Roy Arunabha S, Gopinath Ajay, Rangarajan Anand
Imaging Technologies Laboratory, GE Global Research Center, Bangalore, India.
Med Image Comput Comput Assist Interv. 2007;10(Pt 1):942-9. doi: 10.1007/978-3-540-75757-3_114.
There exists a large body of literature on shape matching and registration in medical image analysis. However, most of the previous work is focused on matching particular sets of features--point-sets, lines, curves and surfaces. In this work, we forsake specific geometric shape representations and instead seek probabilistic representations--specifically Gaussian mixture models--of shapes. We evaluate a closed-form distance between two probabilistic shape representations for the general case where the mixture models differ in variance and the number of components. We then cast non-rigid registration as a deformable density matching problem. In our approach, we take one mixture density onto another by deforming the component centroids via a thin-plate spline (TPS) and also minimizing the distance with respect to the variance parameters. We validate our approach on synthetic and 3D arterial tree data and evaluate it on 3D hippocampal shapes.
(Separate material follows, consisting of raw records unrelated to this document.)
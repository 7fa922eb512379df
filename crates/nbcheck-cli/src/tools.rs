//! Tools command: check the external programs a run depends on.

use nbcheck_core::{RenderFormat, is_available};

use crate::colors;
use crate::settings::Settings;

/// Report each external program, failing if one the configuration needs is
/// missing.
pub fn execute(settings: &Settings) -> anyhow::Result<()> {
    let config = settings.load(&[])?;
    let tools = &config.tools;

    let checks = [
        (tools.pytest.as_str(), "executor (pytest + nbmake)", true),
        (
            tools.jupyter.as_str(),
            "renderer (nbconvert)",
            config.render_format != RenderFormat::None,
        ),
        (
            tools.tectonic.as_str(),
            "PDF compiler",
            config.render_format == RenderFormat::Pdf,
        ),
    ];

    let mut missing = Vec::new();
    for (program, role, required) in checks {
        if is_available(program) {
            println!("{}✓{} {:<12} {}", colors::GREEN, colors::RESET, program, role);
        } else if required {
            println!("{}✗{} {:<12} {} (not found)", colors::RED, colors::RESET, program, role);
            missing.push(program);
        } else {
            println!(
                "{}- {:<12} {} (not found, not needed){}",
                colors::DIM,
                program,
                role,
                colors::RESET
            );
        }
    }

    if !missing.is_empty() {
        anyhow::bail!("missing required programs: {}", missing.join(", "));
    }
    Ok(())
}
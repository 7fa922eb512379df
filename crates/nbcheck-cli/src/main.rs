//! nbcheck CLI - test harness for Jupyter tutorial notebooks.

mod clean;
mod colors;
mod list;
mod preprocess;
mod run;
mod settings;
mod tools;

use std::path::PathBuf;

use clap::{Parser, Subcommand};

use settings::Settings;

#[derive(Parser)]
#[command(name = "nbcheck")]
#[command(about = "Execute, render and report on Jupyter notebooks")]
#[command(version)]
struct Cli {
    #[command(subcommand)]
    command: Commands,

    /// Enable verbose logging
    #[arg(short, long, global = true)]
    verbose: bool,
}

#[derive(Subcommand)]
enum Commands {
    /// Run every notebook under the roots and write the summary log
    Run {
        /// Folders to search (default: configured roots)
        roots: Vec<PathBuf>,

        /// Exit with an error when any notebook fails
        #[arg(long)]
        strict: bool,

        #[command(flatten)]
        settings: Settings,
    },

    /// List the notebooks a run would process
    List {
        /// Folders to search (default: configured roots)
        roots: Vec<PathBuf>,

        #[command(flatten)]
        settings: Settings,
    },

    /// Write the working copy of one notebook without running it
    Preprocess {
        /// Path to the notebook (.ipynb file)
        notebook: PathBuf,

        /// Output path (default: next to the notebook with the temp suffix)
        #[arg(short, long)]
        output: Option<PathBuf>,

        #[command(flatten)]
        settings: Settings,
    },

    /// Delete working copies left behind by interrupted runs
    Clean {
        /// Folders to search (default: configured roots)
        roots: Vec<PathBuf>,

        /// Only list what would be deleted
        #[arg(long)]
        dry_run: bool,

        #[command(flatten)]
        settings: Settings,
    },

    /// Check that the external programs are installed
    Tools {
        #[command(flatten)]
        settings: Settings,
    },
}

#[tokio::main]
async fn main() -> anyhow::Result<()> {
    let cli = Cli::parse();

    // Initialize logging
    let filter = if cli.verbose {
        tracing_subscriber::EnvFilter::from_default_env()
            .add_directive(tracing::Level::DEBUG.into())
    } else {
        tracing_subscriber::EnvFilter::from_default_env().add_directive(tracing::Level::INFO.into())
    };

    tracing_subscriber::fmt()
        .with_env_filter(filter)
        .with_target(false)
        .init();

    // Helper to format nbcheck-core errors with recovery hints
    let format_error = |err: anyhow::Error| -> anyhow::Error {
        if let Some(core_err) = err.downcast_ref::<nbcheck_core::Error>() {
            anyhow::anyhow!("{}", core_err.with_hint())
        } else {
            err
        }
    };

    match cli.command {
        Commands::Run {
            roots,
            strict,
            settings,
        } => {
            run::execute(&settings, &roots, strict).await.map_err(format_error)?;
        }

        Commands::List { roots, settings } => {
            list::execute(&settings, &roots).map_err(format_error)?;
        }

        Commands::Preprocess {
            notebook,
            output,
            settings,
        } => {
            preprocess::execute(&settings, &notebook, output.as_deref()).map_err(format_error)?;
        }

        Commands::Clean {
            roots,
            dry_run,
            settings,
        } => {
            clean::execute(&settings, &roots, dry_run).map_err(format_error)?;
        }

        Commands::Tools { settings } => tools::execute(&settings).map_err(format_error)?,
    }

    Ok(())
}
在医学图像分析中,存在大量关于形状匹配和配准的文献。然而,以前的大多数工作都集中在匹配特定的特征集——点集、线、曲线和曲面。在这项工作中,我们舍弃了特定的几何形状表示,转而寻求形状的概率表示——具体来说是高斯混合模型。对于混合模型在方差和分量数量上不同的一般情况,我们评估了两个概率形状表示之间的闭式距离。然后,我们将非刚性配准转化为一个可变形密度匹配问题。在我们的方法中,我们通过薄板样条(TPS)使分量质心变形,将一个混合密度映射到另一个混合密度上,同时也相对于方差参数最小化距离。我们在合成数据和三维动脉树数据上验证了我们的方法,并在三维海马形状上对其进行了评估。